Exploding onto screens in 2007, Michael Bay's live-action Transformers franchise doesn't at all try to hide what it is: a rip-roaring, earache-inducing cavalcade of giant robots beating the ever-living pulp out of other giant robots. With 2014's Transformers: Age of Extinction, the fourth installment in the series, a fairly drastic change is made: protagonist Sam Witwicky (Shia LaBeouf) is replaced by Cade Yaeger (Mark Wahlberg). The two men couldn't be more different, and thus they keep much different company.

Shane Dyson (Reynor), a supremely talented rally car driver, is the kind of company Cade doesn't want to keep, but also doesn't get a vote, as the young man just so happens to be his daughter Tessa's (Nicola Peltz) boyfriend. Since they all get mixed up into the Transformers' mess, however, the two men have little choice but to work together and get to know one another. Shane's skills certainly come in handy as things go awry, and Reynor's performance helps add a human element to the otherwise largely bombastic film.

Jack Reynor took care of his family in Glassland

Stories love to mine the depths of parent-child relationships — both the positive and negative aspects. What better way to connect to the audience? Family, whether related by blood or not, is oftentimes the basis of who we were, who we are, and who we will become. The struggles of a fictional family can feel all too real when done well, as is the case with Glassland. The film maintains an intense focus on the bond between an alcoholic mother, Jean (Toni Collette), and her son John (Reynor).

Living in Dublin, John does his best to make ends meet as a taxi driver, supporting both his mother and his brother (born with Down syndrome). Jean's addiction, of course, doesn't make things easy; their traditional roles have been reversed, the son now taking care of the mother despite both being relatively young. The film is a rough watch emotionally, but well worth it thanks to the performances alone. Indeed, multiple film awards committees recognized Reynor for his work.

If you or someone you know is struggling with substance abuse and mental health, please contact SAMHSA's 24-hour National Helpline at 1-800-662-HELP (4357).

Reynor displayed untapped ambition in Strange Angels

Author George Pendle's Strange Angel: The Otherworldly Life of Rocket Scientist John Whiteside Parsons is just about as crazy as a biography can get; Mark Heyman's TV adaptation Strange Angel, starring Jack Reynor in the titular role, harnesses all that energy for the small screen. It has to, because in his 37 years on Earth, Parsons was many things: accomplished chemist, renowned rocket engineer, Thelemite occultist, and much, much more. It's a demanding role for Reynor, and he nails it.

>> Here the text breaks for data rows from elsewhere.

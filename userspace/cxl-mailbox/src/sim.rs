// Copyright 2026 Open Nexus OS Contributors
// SPDX-License-Identifier: Apache-2.0

//! CONTEXT: In-process memdev emulation for host-based testing
//!
//! OWNERS: @runtime
//!
//! PUBLIC API:
//!   - struct SimTransport: Transport over a table of emulated devnodes, with call counters
//!   - struct SimDevice: catalog, built-in handlers, label storage, canned replies
//!   - SimDevice::standard(): device advertising the commands the engine's helpers use
//!   - demo_context(): two-device context used by the admin tool's `--sim` mode
//!
//! INVARIANTS:
//!   - Validates requests the way the kernel does (catalog membership, payload sizes)
//!   - Counts only query and send calls as transport calls; opens are counted separately
//!
//! DEPENDENCIES:
//!   - parking_lot::Mutex: device table
//!
//! ADR: docs/adr/0001-cxl-mailbox-engine.md

use std::collections::HashMap;
use std::io;
use std::path::{Path, PathBuf};
use std::sync::atomic::{AtomicUsize, Ordering};
use std::sync::Arc;

use cxl_abi::payload::{decode_get_lsa, decode_set_lsa, CAPACITY_MULTIPLIER, HEALTH_INFO_LEN, IDENTIFY_LEN};
use cxl_abi::query::{checked_query_count, COMMAND_INFO_LEN, QUERY_HEADER_LEN};
use cxl_abi::{CommandFlags, CommandId, CommandInfo};
use parking_lot::Mutex;

use crate::config::Config;
use crate::context::Context;
use crate::memdev::MemdevAttributes;
use crate::status::MboxStatus;
use crate::transport::{Channel, DevNum, MailboxRequest, Transport};

/// Query phase selected for failure injection.
#[derive(Clone, Copy, Debug, PartialEq, Eq)]
pub enum QueryPhase {
    /// The zero-entry count request.
    Count,
    /// The sized descriptor request.
    Entries,
}

#[derive(Clone, Debug)]
struct Canned {
    status: MboxStatus,
    payload: Vec<u8>,
}

/// One emulated memory device.
#[derive(Clone, Debug)]
pub struct SimDevice {
    devnum: DevNum,
    reported: Option<Option<DevNum>>,
    payload_max: usize,
    catalog: Vec<CommandInfo>,
    label: Vec<u8>,
    firmware_version: String,
    canned: HashMap<(u32, u16), Canned>,
    fail_query: Option<QueryPhase>,
}

fn errno(code: i32) -> io::Error {
    io::Error::from_raw_os_error(code)
}

impl SimDevice {
    /// Device with an empty catalog and no label storage.
    pub fn new(devnum: DevNum, payload_max: usize) -> Self {
        Self {
            devnum,
            reported: None,
            payload_max,
            catalog: Vec::new(),
            label: Vec::new(),
            firmware_version: "sim-1.0".to_string(),
            canned: HashMap::new(),
            fail_query: None,
        }
    }

    /// Device advertising Identify, raw, firmware info, partition info, label access, health
    /// and timestamp.
    pub fn standard(devnum: DevNum, payload_max: usize, lsa_size: usize) -> Self {
        let mut device = Self::new(devnum, payload_max);
        let variable = cxl_abi::query::VARIABLE_PAYLOAD;
        for (id, size_in, size_out) in [
            (CommandId::Identify, 0, IDENTIFY_LEN as i32),
            (CommandId::Raw, variable, variable),
            (CommandId::GetFwInfo, 0, 0x50),
            (CommandId::GetPartitionInfo, 0, 0x20),
            (CommandId::GetLsa, 0x8, variable),
            (CommandId::GetHealthInfo, 0, HEALTH_INFO_LEN as i32),
            (CommandId::SetLsa, variable, 0),
            (CommandId::GetTimestamp, 0, 0x8),
        ] {
            device.add_command(CommandInfo::new(id as u32, CommandFlags::ENABLED, size_in, size_out));
        }
        device.label = vec![0; lsa_size];
        device
    }

    /// Appends a catalog entry.
    pub fn add_command(&mut self, info: CommandInfo) {
        self.catalog.push(info);
    }

    /// Replies to kernel id `id` with `status` and `payload` instead of the built-in handler.
    pub fn respond_with(&mut self, id: u32, status: MboxStatus, payload: Vec<u8>) {
        self.canned.insert((id, 0), Canned { status, payload });
    }

    /// Replies to raw `opcode` with `status` and `payload`.
    pub fn respond_to_raw(&mut self, opcode: u16, status: MboxStatus, payload: Vec<u8>) {
        self.canned.insert((CommandId::Raw as u32, opcode), Canned { status, payload });
    }

    /// Makes the devnode report `devnum` (or a non-character device for `None`).
    pub fn report_devnum(&mut self, devnum: Option<DevNum>) {
        self.reported = Some(devnum);
    }

    /// Fails the given query phase with `EIO`; `None` clears the injection.
    pub fn fail_query(&mut self, phase: Option<QueryPhase>) {
        self.fail_query = phase;
    }

    /// Label storage contents.
    pub fn label(&self) -> &[u8] {
        &self.label
    }

    /// Attributes discovery would report for this device as `memN` at `devnode`.
    pub fn attributes(&self, id: u32, devnode: impl Into<PathBuf>) -> MemdevAttributes {
        MemdevAttributes {
            id,
            devnode: devnode.into(),
            devnum: self.devnum,
            payload_max: self.payload_max,
            lsa_size: self.label.len(),
            firmware_version: self.firmware_version.clone(),
            pmem_size: 0,
            ram_size: 4 * CAPACITY_MULTIPLIER,
            serial: Some(0x5eed_0000 + u64::from(id)),
            numa_node: None,
        }
    }

    fn device_number(&self) -> Option<DevNum> {
        self.reported.unwrap_or(Some(self.devnum))
    }

    fn query(&self, buf: &mut [u8]) -> io::Result<()> {
        let requested = checked_query_count(buf).map_err(|_| errno(libc::EINVAL))?;
        let phase = if requested == 0 { QueryPhase::Count } else { QueryPhase::Entries };
        if self.fail_query == Some(phase) {
            return Err(errno(libc::EIO));
        }
        if requested == 0 {
            let total = u32::try_from(self.catalog.len()).map_err(|_| errno(libc::EOVERFLOW))?;
            buf[0..4].copy_from_slice(&total.to_le_bytes());
            return Ok(());
        }
        for (i, info) in self.catalog.iter().take(requested as usize).enumerate() {
            let at = QUERY_HEADER_LEN + i * COMMAND_INFO_LEN;
            info.encode(&mut buf[at..]).map_err(|_| errno(libc::EFAULT))?;
        }
        Ok(())
    }

    fn validate(&self, request: &MailboxRequest<'_>) -> io::Result<()> {
        let info = self
            .catalog
            .iter()
            .find(|info| info.id == request.id)
            .ok_or_else(|| errno(libc::ENOTTY))?;
        if request.input.len() > self.payload_max || request.output.len() > self.payload_max {
            return Err(errno(libc::EINVAL));
        }
        if let Some(size_in) = info.input_len() {
            if request.input.len() != size_in {
                return Err(errno(libc::ENOMEM));
            }
        }
        if let Some(size_out) = info.output_len() {
            if request.output.len() < size_out {
                return Err(errno(libc::ENOMEM));
            }
        }
        Ok(())
    }

    fn reply(request: &mut MailboxRequest<'_>, status: MboxStatus, payload: &[u8]) {
        let n = payload.len().min(request.output.len());
        request.output[..n].copy_from_slice(&payload[..n]);
        request.retval = status.code();
        request.out_size = if status.is_success() { n } else { 0 };
    }

    fn identify_payload(&self) -> Vec<u8> {
        let mut out = vec![0u8; IDENTIFY_LEN];
        let rev = self.firmware_version.as_bytes();
        let n = rev.len().min(16);
        out[..n].copy_from_slice(&rev[..n]);
        out[16..24].copy_from_slice(&4u64.to_le_bytes());
        out[24..32].copy_from_slice(&4u64.to_le_bytes());
        out[40..48].copy_from_slice(&1u64.to_le_bytes());
        for log in out[48..56].chunks_exact_mut(2) {
            log.copy_from_slice(&0x400u16.to_le_bytes());
        }
        let lsa = u32::try_from(self.label.len()).unwrap_or(u32::MAX);
        out[56..60].copy_from_slice(&lsa.to_le_bytes());
        out[60..63].copy_from_slice(&[0x00, 0x01, 0x00]);
        out[63..65].copy_from_slice(&8u16.to_le_bytes());
        out[65] = 0x01;
        out
    }

    fn health_payload() -> Vec<u8> {
        let mut out = vec![0u8; HEALTH_INFO_LEN];
        out[3] = 3;
        out[4..6].copy_from_slice(&35i16.to_le_bytes());
        out
    }

    fn send(&mut self, request: &mut MailboxRequest<'_>) -> io::Result<()> {
        self.validate(request)?;
        if let Some(canned) = self.canned.get(&(request.id, request.raw_opcode)) {
            Self::reply(request, canned.status, &canned.payload);
            return Ok(());
        }
        match CommandId::from_raw(request.id) {
            Some(CommandId::Identify) => {
                let payload = self.identify_payload();
                Self::reply(request, MboxStatus::Success, &payload);
            }
            Some(CommandId::GetHealthInfo) => {
                Self::reply(request, MboxStatus::Success, &Self::health_payload());
            }
            Some(CommandId::GetLsa) => {
                let range = decode_get_lsa(request.input).ok().and_then(|(offset, len)| {
                    let start = offset as usize;
                    let end = start.checked_add(len as usize)?;
                    (end <= self.label.len() && len as usize <= request.output.len())
                        .then_some(start..end)
                });
                match range {
                    Some(range) => {
                        let data = self.label[range].to_vec();
                        Self::reply(request, MboxStatus::Success, &data);
                    }
                    None => Self::reply(request, MboxStatus::InvalidInput, &[]),
                }
            }
            Some(CommandId::SetLsa) => {
                let written = decode_set_lsa(request.input).ok().and_then(|(offset, data)| {
                    let start = offset as usize;
                    let end = start.checked_add(data.len())?;
                    let slot = self.label.get_mut(start..end)?;
                    slot.copy_from_slice(data);
                    Some(())
                });
                let status = if written.is_some() { MboxStatus::Success } else { MboxStatus::InvalidInput };
                Self::reply(request, status, &[]);
            }
            Some(CommandId::Raw) => Self::reply(request, MboxStatus::Unsupported, &[]),
            _ => Self::reply(request, MboxStatus::Success, &[]),
        }
        Ok(())
    }
}

/// Transport over emulated devnodes.
#[derive(Debug, Default)]
pub struct SimTransport {
    devices: Mutex<HashMap<PathBuf, SimDevice>>,
    opens: AtomicUsize,
    queries: AtomicUsize,
    sends: AtomicUsize,
}

impl SimTransport {
    /// Transport with no devnodes.
    pub fn new() -> Self {
        Self::default()
    }

    /// Installs `device` at `devnode`, replacing any previous one.
    pub fn insert(&self, devnode: impl Into<PathBuf>, device: SimDevice) {
        self.devices.lock().insert(devnode.into(), device);
    }

    /// Runs `f` on the device at `devnode`.
    pub fn with_device<R>(&self, devnode: impl AsRef<Path>, f: impl FnOnce(&mut SimDevice) -> R) -> Option<R> {
        self.devices.lock().get_mut(devnode.as_ref()).map(f)
    }

    /// Devnode opens so far.
    pub fn opens(&self) -> usize {
        self.opens.load(Ordering::SeqCst)
    }

    /// Query calls so far.
    pub fn queries(&self) -> usize {
        self.queries.load(Ordering::SeqCst)
    }

    /// Send calls so far.
    pub fn sends(&self) -> usize {
        self.sends.load(Ordering::SeqCst)
    }

    /// Query and send calls so far.
    pub fn transport_calls(&self) -> usize {
        self.queries() + self.sends()
    }
}

impl Transport for SimTransport {
    fn open(&self, devnode: &Path) -> io::Result<Box<dyn Channel + '_>> {
        self.opens.fetch_add(1, Ordering::SeqCst);
        if !self.devices.lock().contains_key(devnode) {
            return Err(errno(libc::ENOENT));
        }
        Ok(Box::new(SimChannel { sim: self, devnode: devnode.to_path_buf() }))
    }
}

struct SimChannel<'a> {
    sim: &'a SimTransport,
    devnode: PathBuf,
}

impl SimChannel<'_> {
    fn with_device<R>(&self, f: impl FnOnce(&mut SimDevice) -> io::Result<R>) -> io::Result<R> {
        let mut devices = self.sim.devices.lock();
        let device = devices.get_mut(&self.devnode).ok_or_else(|| errno(libc::ENODEV))?;
        f(device)
    }
}

impl Channel for SimChannel<'_> {
    fn device_number(&self) -> io::Result<Option<DevNum>> {
        self.with_device(|device| Ok(device.device_number()))
    }

    fn query_commands(&mut self, buf: &mut [u8]) -> io::Result<()> {
        self.sim.queries.fetch_add(1, Ordering::SeqCst);
        self.with_device(|device| device.query(buf))
    }

    fn send_command(&mut self, request: &mut MailboxRequest<'_>) -> io::Result<()> {
        self.sim.sends.fetch_add(1, Ordering::SeqCst);
        self.with_device(|device| device.send(request))
    }
}

/// Context over two emulated devices, `mem0` and `mem1`.
pub fn demo_context(config: Config) -> Context {
    let sim = Arc::new(SimTransport::new());
    let mut attrs = Vec::new();
    for (id, minor, payload_max, lsa_size) in [(0u32, 0u32, 4096usize, 0x2_0000usize), (1, 1, 1024, 0x1000)] {
        let devnode = config.devnode(&format!("mem{id}"));
        let device = SimDevice::standard(DevNum::new(251, minor), payload_max, lsa_size);
        attrs.push(device.attributes(id, devnode.clone()));
        sim.insert(devnode, device);
    }
    Context::from_attributes(config, sim, attrs)
}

The series sees Parsons begin on the bottom rung, but, like the rockets he would soon patent, he rises to the top through a combination of dedication, diligence, and pure, unadulterated ambition. Not everything he does is condoned by the scientific community he grows to be a part of, but no one can deny his raw intelligence. Strange Angel was unfortunately canceled after only two seasons, but Parsons remains one of Reynor's most unique performances to date.

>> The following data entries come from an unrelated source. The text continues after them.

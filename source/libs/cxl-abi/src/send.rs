// Copyright 2026 Open Nexus OS Contributors
// SPDX-License-Identifier: Apache-2.0

//! `struct cxl_send_command`, the argument block of `CXL_MEM_SEND_COMMAND`.
//!
//! This is the one structure handed to the kernel by address, so it keeps the C layout. Payload
//! pointers travel as plain `u64` addresses; filling them is the transport's job.

use crate::command::CommandId;

/// Size of [`SendCommand`] as seen by the kernel.
pub const SEND_COMMAND_LEN: usize = 48;

/// One direction of payload: `{size, rsvd, payload}`.
#[repr(C)]
#[derive(Clone, Copy, Debug, Default, PartialEq, Eq)]
pub struct PayloadDesc {
    /// Buffer length in bytes. For output the kernel writes back the produced length.
    pub size: u32,
    /// Reserved, must be zero.
    pub rsvd: u32,
    /// User address of the buffer.
    pub payload: u64,
}

/// Argument block of `CXL_MEM_SEND_COMMAND`.
#[repr(C)]
#[derive(Clone, Copy, Debug, Default, PartialEq, Eq)]
pub struct SendCommand {
    /// Kernel command id.
    pub id: u32,
    /// Must be zero.
    pub flags: u32,
    /// Opcode for [`CommandId::Raw`]; zero otherwise.
    pub raw_opcode: u16,
    /// Reserved, must be zero.
    pub raw_rsvd: u16,
    /// Mailbox return code written by the kernel.
    pub retval: u32,
    /// Input payload.
    pub input: PayloadDesc,
    /// Output payload.
    pub output: PayloadDesc,
}

const _: () = assert!(core::mem::size_of::<SendCommand>() == SEND_COMMAND_LEN);
const _: () = assert!(core::mem::size_of::<PayloadDesc>() == 16);

impl SendCommand {
    /// Argument block for a catalog command.
    pub const fn new(id: u32) -> Self {
        Self {
            id,
            flags: 0,
            raw_opcode: 0,
            raw_rsvd: 0,
            retval: 0,
            input: PayloadDesc { size: 0, rsvd: 0, payload: 0 },
            output: PayloadDesc { size: 0, rsvd: 0, payload: 0 },
        }
    }

    /// Argument block for a raw opcode passthrough.
    pub const fn raw(opcode: u16) -> Self {
        let mut cmd = Self::new(CommandId::Raw as u32);
        cmd.raw_opcode = opcode;
        cmd
    }
}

Jack Reynor was part of a trip gone wrong in Midsommar

When most people plan to travel, they probably have a few things in mind: the food, the culture, the sites, and so on and so forth. When cultural anthropology student Christian Hughes (Reynor) plans to travel to Sweden with his friends Josh (William Jackson Harper) and Mark (Will Poulter) in Midsommar, he has only one thing in mind: break up with his girlfriend Dani Arbor (Florence Pugh) before leaving. She finds out about the trip, however, and tags along... to her detriment.

Dani's had a difficult life, having lost her sister Terri (Klaudia Csányi) and her parents to suicide, but staying with Christian only makes things worse. He's the model of a bad boyfriend, and when the horror of their Swedish sojourn kicks in, he's unsurprisingly of no help to Dani. They attend a near-centennial celebration at the Hårga so that Christian can write his college thesis on it, but he has little time to write with everything that happens. Good boyfriend or not, let's just say he gets what's coming to him and leave it at that.

Jack Reynor will debut as Pills & Coke when Cherry releases in theaters on February 26, and later on AppleTV+ on March 12, 2021.